RETINOIC ACID AND GLUCOCORTICOIDS REGULATE SURFACTANT PROTEIN B GENE EXPRESSION IN HUMAN LUNG EPITHELIAL CELLS. • 337

Surfactant protein B (SP-B) plays a vital role in the pulmonary function of neonates; infants with inherited SP-B deficiency follow a course of progressive and fatal pulmonary failure unless they undergo lung transplantation. In previous studies, we have shown that all-trans retinoic acid (RA), a ligand of the steroid hormone receptor family, increases SP-B mRNA levels in H441 human lung adenocarcinoma cells and in cultured human fetal lung explants. In order to determine the temporal nature of the RA effect on SP-B mRNA, H441 cells were incubated with 10^-6M all-trans RA for 1, 2, 4, 8, 12 or 24 hours.
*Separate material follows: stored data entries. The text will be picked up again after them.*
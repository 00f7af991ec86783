//! Streaming JSON dump writer.
//!
//! The exporter is a [`Sink`]: the scanner pushes entries straight into
//! it and the dump is written as the scan progresses, so the full tree is
//! never materialized. Names are emitted byte-verbatim: bytes >= 0x20
//! pass through unescaped even when they are not valid UTF-8, which is a
//! deliberate deviation from strict JSON to keep filenames byte-exact.

use std::io::{self, Write};
use std::time::{SystemTime, UNIX_EPOCH};

use blockscope_core::util::blocks_to_bytes;
use blockscope_core::{Sink, Special, Stat};

/// Format version written in the dump header.
pub const FORMAT_MAJOR: u64 = 1;
pub const FORMAT_MINOR: u64 = 2;

/// Sink that streams the `[1,2,{metadata},rootElement]` dump document.
///
/// I/O errors are latched on first occurrence; subsequent sink calls
/// become no-ops and [`JsonExporter::finish`] reports the error.
pub struct JsonExporter<W: Write> {
    out: W,
    pending_name: Vec<u8>,
    /// Device of each open directory, for delta-encoding `dev`.
    dev_stack: Vec<u64>,
    last_dir_dev: u64,
    /// The most recent directory object still awaits its closing brace,
    /// so a listing error can be appended to it.
    obj_open: bool,
    error: Option<io::Error>,
}

impl<W: Write> JsonExporter<W> {
    /// Write the dump header and return the exporter.
    pub fn new(out: W) -> io::Result<Self> {
        let timestamp = SystemTime::now()
            .duration_since(UNIX_EPOCH)
            .map(|d| d.as_secs())
            .unwrap_or(0);
        let mut exporter = Self {
            out,
            pending_name: Vec::new(),
            dev_stack: Vec::new(),
            last_dir_dev: 0,
            obj_open: false,
            error: None,
        };
        write!(
            exporter.out,
            "[{},{},{{\"progname\":\"blockscope\",\"progver\":\"{}\",\"timestamp\":{}}}",
            FORMAT_MAJOR,
            FORMAT_MINOR,
            env!("CARGO_PKG_VERSION"),
            timestamp
        )?;
        Ok(exporter)
    }

    /// Close the document and flush. Returns the latched error, if any.
    pub fn finish(mut self) -> io::Result<W> {
        if let Some(e) = self.error.take() {
            return Err(e);
        }
        self.out.write_all(b"]\n")?;
        self.out.flush()?;
        Ok(self.out)
    }

    fn latch(&mut self, f: impl FnOnce(&mut Self) -> io::Result<()>) {
        if self.error.is_none() {
            if let Err(e) = f(self) {
                self.error = Some(e);
            }
        }
    }

    fn close_obj(&mut self) -> io::Result<()> {
        if self.obj_open {
            self.out.write_all(b"}")?;
            self.obj_open = false;
        }
        Ok(())
    }

    fn begin_element(&mut self) -> io::Result<()> {
        self.close_obj()?;
        self.out.write_all(b",\n")
    }

    fn write_stat(&mut self, stat: &Stat) -> io::Result<()> {
        self.begin_element()?;
        if stat.is_dir {
            self.out.write_all(b"[")?;
        }
        self.out.write_all(b"{\"name\":")?;
        let name = std::mem::take(&mut self.pending_name);
        write_string(&mut self.out, &name)?;
        self.pending_name = name;

        write!(
            self.out,
            ",\"asize\":{},\"dsize\":{}",
            stat.size,
            blocks_to_bytes(stat.blocks)
        )?;
        if stat.is_dir && self.dev_stack.last() != Some(&stat.dev) {
            write!(self.out, ",\"dev\":{}", stat.dev)?;
        }
        if stat.hlinkc {
            write!(
                self.out,
                ",\"ino\":{},\"hlnkc\":true,\"nlink\":{}",
                stat.ino, stat.nlink
            )?;
        }
        if !stat.is_dir && !stat.is_reg {
            self.out.write_all(b",\"notreg\":true")?;
        }
        if let Some(ext) = stat.ext {
            write!(
                self.out,
                ",\"uid\":{},\"gid\":{},\"mode\":{},\"mtime\":{}",
                ext.uid, ext.gid, ext.mode, ext.mtime
            )?;
        }
        if stat.is_dir {
            self.obj_open = true;
            self.last_dir_dev = stat.dev;
        } else {
            self.out.write_all(b"}")?;
        }
        Ok(())
    }

    fn write_special(&mut self, special: Special) -> io::Result<()> {
        self.begin_element()?;
        self.out.write_all(b"{\"name\":")?;
        let name = std::mem::take(&mut self.pending_name);
        write_string(&mut self.out, &name)?;
        self.pending_name = name;
        match special {
            Special::Err => self.out.write_all(b",\"read_error\":true}"),
            Special::OtherFs => self.out.write_all(b",\"excluded\":\"othfs\"}"),
            Special::KernFs => self.out.write_all(b",\"excluded\":\"kernfs\"}"),
            Special::Excluded => self.out.write_all(b",\"excluded\":\"pattern\"}"),
        }
    }
}

impl<W: Write> Sink for JsonExporter<W> {
    fn push_name(&mut self, name: &[u8]) {
        self.pending_name.clear();
        self.pending_name.extend_from_slice(name);
    }

    fn set_stat(&mut self, stat: &Stat) {
        let stat = *stat;
        self.latch(|this| this.write_stat(&stat));
    }

    fn set_special(&mut self, special: Special) {
        self.latch(|this| this.write_special(special));
    }

    fn enter_dir(&mut self) {
        let dev = self.last_dir_dev;
        self.dev_stack.push(dev);
    }

    fn leave_dir(&mut self) {
        self.latch(|this| {
            this.close_obj()?;
            this.out.write_all(b"]")
        });
        self.dev_stack.pop();
    }

    fn listing_error(&mut self) {
        self.latch(|this| {
            if this.obj_open {
                this.out.write_all(b",\"read_error\":true")?;
            }
            Ok(())
        });
    }
}

/// Write a dump string: the five named escapes, `\uXXXX` for remaining
/// control bytes and DEL, everything else verbatim.
fn write_string<W: Write>(out: &mut W, s: &[u8]) -> io::Result<()> {
    out.write_all(b"\"")?;
    for &c in s {
        match c {
            b'"' => out.write_all(b"\\\"")?,
            b'\\' => out.write_all(b"\\\\")?,
            0x08 => out.write_all(b"\\b")?,
            b'\t' => out.write_all(b"\\t")?,
            b'\n' => out.write_all(b"\\n")?,
            0x0c => out.write_all(b"\\f")?,
            b'\r' => out.write_all(b"\\r")?,
            0x00..=0x1f | 0x7f => write!(out, "\\u{c:04x}")?,
            _ => out.write_all(&[c])?,
        }
    }
    out.write_all(b"\"")
}
//! Kernel pseudo-filesystem detection via statfs magic numbers.

use std::collections::HashMap;
use std::path::Path;

/// statfs f_type magics of filesystems that expose kernel state rather
/// than disk contents: binfmt, bpf, cgroup, cgroup2, debugfs, devpts,
/// proc, pstore, securityfs, selinux, sysfs, tracefs.
#[cfg(target_os = "linux")]
const KERNFS_MAGICS: [u64; 12] = [
    0x42494e4d, // binfmt_misc
    0xcafe4a11, // bpf
    0x0027e0eb, // cgroup
    0x63677270, // cgroup2
    0x64626720, // debugfs
    0x00001cd1, // devpts
    0x00009fa0, // proc
    0x6165676c, // pstore
    0x73636673, // securityfs
    0xf97cff8c, // selinuxfs
    0x62656572, // sysfs
    0x74726163, // tracefs
];

/// Per-device cache of kernfs classification. A filesystem's type cannot
/// change mid-scan, so one statfs per device suffices.
#[derive(Debug, Default)]
pub struct KernfsCache {
    by_dev: HashMap<u64, bool>,
}

impl KernfsCache {
    pub fn new() -> Self {
        Self::default()
    }

    /// Whether the filesystem holding `path` (device `dev`) is a kernel
    /// pseudo-filesystem. statfs failures classify as not-kernfs.
    #[cfg(target_os = "linux")]
    pub fn is_kernfs(&mut self, dev: u64, path: &Path) -> bool {
        if let Some(&cached) = self.by_dev.get(&dev) {
            return cached;
        }
        let hit = statfs_type(path).is_some_and(|t| KERNFS_MAGICS.contains(&t));
        self.by_dev.insert(dev, hit);
        hit
    }

    #[cfg(not(target_os = "linux"))]
    pub fn is_kernfs(&mut self, _dev: u64, _path: &Path) -> bool {
        false
    }
}

#[cfg(target_os = "linux")]
fn statfs_type(path: &Path) -> Option<u64> {
    use std::ffi::CString;
    use std::os::unix::ffi::OsStrExt;

    let c_path = CString::new(path.as_os_str().as_bytes()).ok()?;
    let mut buf: libc::statfs = unsafe { std::mem::zeroed() };
    let rc = unsafe { libc::statfs(c_path.as_ptr(), &mut buf) };
    if rc != 0 {
        return None;
    }
    Some(buf.f_type as u64)
}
The stimulatory effect of all-trans RA on SP-B mRNA levels was observed as early as after 4 hours of exposure to the hormone. We also found that other retinoids, including 9-cis retinoic acid, 13-cis retinoic acid and retinol, do not affect SP-B mRNA levels in the H441 cell line. Glucocorticoids have been shown to increase SP-B mRNA levels in H441 cells and in cultured human fetal lung tissue. We hypothesized that the combination of glucocorticoids and all-trans RA regulates SP-B gene expression in a manner different from the effect of either agent alone. In initial experiments, H441 cells were treated in serum-free medium for 24 hours with cortisol (10^-10M to 10^-6M) added alone. SP-B mRNA levels were increased compared to control levels in a dose-dependent manner from 1.8 times over control levels in 10^-9M cortisol to 4.7 times over control levels in 10^-6M cortisol; there was no effect of 10^-10M cortisol. H441 cells were then exposed to varying concentrations of cortisol (10^-10 M to 10^-6M) in the presence of all-trans RA (10^-6M). SP-B mRNA levels were further stimulated to 2.8 times control levels in 10^-9M cortisol and to 7 times control levels in 10^-6M cortisol. At each concentration of cortisol, 10^-9M to 10^-6M, there was an average 40% increase in the stimulatory effect of cortisol on the level of SP-B mRNA with the addition of 10^-6M all-trans RA. These data are suggestive that there is an additive effect of all-trans retinoic acid on cortisol-stimulated surfactant protein B gene expression in human lung epithelial cells.